After our windy adventure yesterday, Crete was a bit of a relief. There was only a gentle breeze blowing when we arrived. That gave the option to swing on arrival without any worries and then be ready to shoot straight out on departure.

The docking. The orange squares indicate the movement of the bridge which in this case was also the pivot point of the ship. There where the curve goes to a straight line is the moment the ship has almost completed its turn and now goes bodily sideways.

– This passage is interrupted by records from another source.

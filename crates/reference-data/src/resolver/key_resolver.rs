//! Provider key resolution.
//!
//! Maps a catalog entry to a provider-specific key, either verbatim from the
//! mapping configuration or by inference against the provider's own catalog.
//! Inference is a strict match-count rule - zero matches fail, one resolves,
//! several fail - never a fuzzy ranking.

use std::sync::Arc;

use serde::{Deserialize, Serialize};

use super::normalize::{normalize_name, split_vendor};
use crate::errors::ReferenceDataError;
use crate::models::{CatalogEntry, MappingKey, ProviderKey};
use crate::provider::ReferencePriceProvider;

/// Indicates how a provider key was resolved.
#[derive(Clone, Copy, Debug, Eq, PartialEq, Serialize, Deserialize)]
#[serde(rename_all = "snake_case")]
pub enum ResolutionSource {
    /// From the mapping configuration - used verbatim.
    Explicit,
    /// Inferred by normalized-name matching against the provider catalog.
    Inferred,
}

/// A provider key resolved for one catalog entry.
#[derive(Clone, Debug, PartialEq)]
pub struct ResolvedKey {
    pub key: ProviderKey,
    pub source: ResolutionSource,
}

/// Resolve the provider key for `entry` under the configured mapping.
///
/// `Ok(None)` means the entry is simply not a candidate for this provider
/// (no mapping, or mapping disabled) - not an error. Inference failures are
/// degraded results the caller records and moves past.
pub fn resolve_key(
    provider: &dyn ReferencePriceProvider,
    entry: &CatalogEntry,
    mapping: Option<&MappingKey>,
) -> Result<Option<ResolvedKey>, ReferenceDataError> {
    match mapping {
        None | Some(MappingKey::Disabled) => Ok(None),
        Some(MappingKey::Explicit(key)) => Ok(Some(ResolvedKey {
            key: Arc::from(key.as_str()),
            source: ResolutionSource::Explicit,
        })),
        Some(MappingKey::Auto) => infer_key(provider, entry).map(|key| {
            Some(ResolvedKey {
                key,
                source: ResolutionSource::Inferred,
            })
        }),
    }
}

/// Infer the provider key whose normalized name matches the entry's
/// normalized display identifiers.
///
/// When the entry's vendor is known, only catalog keys in that vendor's
/// segment (or without one) are considered; cross-vendor name collisions
/// must not resolve silently.
fn infer_key(
    provider: &dyn ReferencePriceProvider,
    entry: &CatalogEntry,
) -> Result<ProviderKey, ReferenceDataError> {
    let targets: Vec<String> = entry
        .identifier_candidates()
        .into_iter()
        .map(normalize_name)
        .collect();
    let vendor = entry.vendor.as_deref().map(normalize_name);

    let mut matches: Vec<&str> = Vec::new();
    for key in provider.known_keys() {
        let (key_vendor, bare) = split_vendor(key);
        if let (Some(wanted), Some(found)) = (vendor.as_deref(), key_vendor) {
            if normalize_name(found) != wanted {
                continue;
            }
        }
        if targets.iter().any(|target| *target == normalize_name(bare)) && !matches.contains(&key)
        {
            matches.push(key);
        }
    }

    match matches.as_slice() {
        [] => Err(ReferenceDataError::UnresolvedIdentifier {
            provider: provider.id().to_string(),
            entry: entry.id.clone(),
        }),
        [only] => Ok(Arc::from(*only)),
        _ => Err(ReferenceDataError::AmbiguousIdentifier {
            provider: provider.id().to_string(),
            entry: entry.id.clone(),
            matches: matches.len(),
        }),
    }
}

With it being so nice and quiet the Captain decided to let a 3rd officer do the maneuvering. The company encourages the captains to let all the navigation officers get some experience in ship handling and this port, on a not so windy day, is a nice opportunity. The turning basin is more than wide enough for the Oosterdam to swing around in but having “concrete” on both sides of the ship when making the turn is just enough to raise the stress level for a junior officer to make it a challenging affair and a good learning experience. I was once again on the bow with the Cadet and today it was a lot easier than yesterday. The linesmen were only upset once and for the rest it all went very smoothly.

Whatever way you spell the name, the area remains very dry and sandy. The Marque in the front is especially there for embarkation days as there are now also cruise ships who start their cruise from Heraklion. A shuttle bus takes the guests from the ship to the  Terminal Gate entrance located behind the containers. From there you can walk into town, although most guests took the tour to Knossos today.

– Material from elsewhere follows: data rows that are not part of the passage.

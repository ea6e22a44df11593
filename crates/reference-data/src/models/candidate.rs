//! Provider candidate model.

use serde::{Deserialize, Serialize};

use super::price::PriceSheet;
use super::types::{ProviderId, ProviderKey};
use crate::resolver::ResolutionSource;

/// One provider's contribution for a catalog entry.
///
/// Produced by the registry in provider priority order; `prices` is already
/// normalized to the canonical per-unit convention.
#[derive(Clone, Debug, PartialEq, Serialize, Deserialize)]
pub struct ProviderCandidate {
    pub provider: ProviderId,
    pub key: ProviderKey,
    pub resolution: ResolutionSource,
    pub prices: PriceSheet,
}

I still have not figured out if the name is spelled Iraklion or Heraklion and the locals must have issues as well as I saw emails coming by, from the agent, using both versions in the name. A few years ago they were very emphatic about it being Iraklion but now both spellings seem to be around again.

Knossos. I think this is the best known postcard picture of Knossos and most likely also the best selling one. No doubt the maker has long and happily retired and is now living off the license fee coming in.

Crete is part of Greece but it has its completely own culture and in the grey mists of time they were totally separate from what is now the Greek main land. It had a rich culture and the many archeological sites bear witness to date with as the main highlight the Palace of Knossos. Which would not have looked much like a palace if it had not been partly been rebuilt a 100 years ago.  The experts are still arguing whether it was a good idea or whether it was heresy but at least those without a lot of ancient knowledge can see something that otherwise would had to be visualized.

The Ware houses of the Venetian Shipyard in Chania. Located just outside the city walls. The old town right behind it is a great place to go out in the evening.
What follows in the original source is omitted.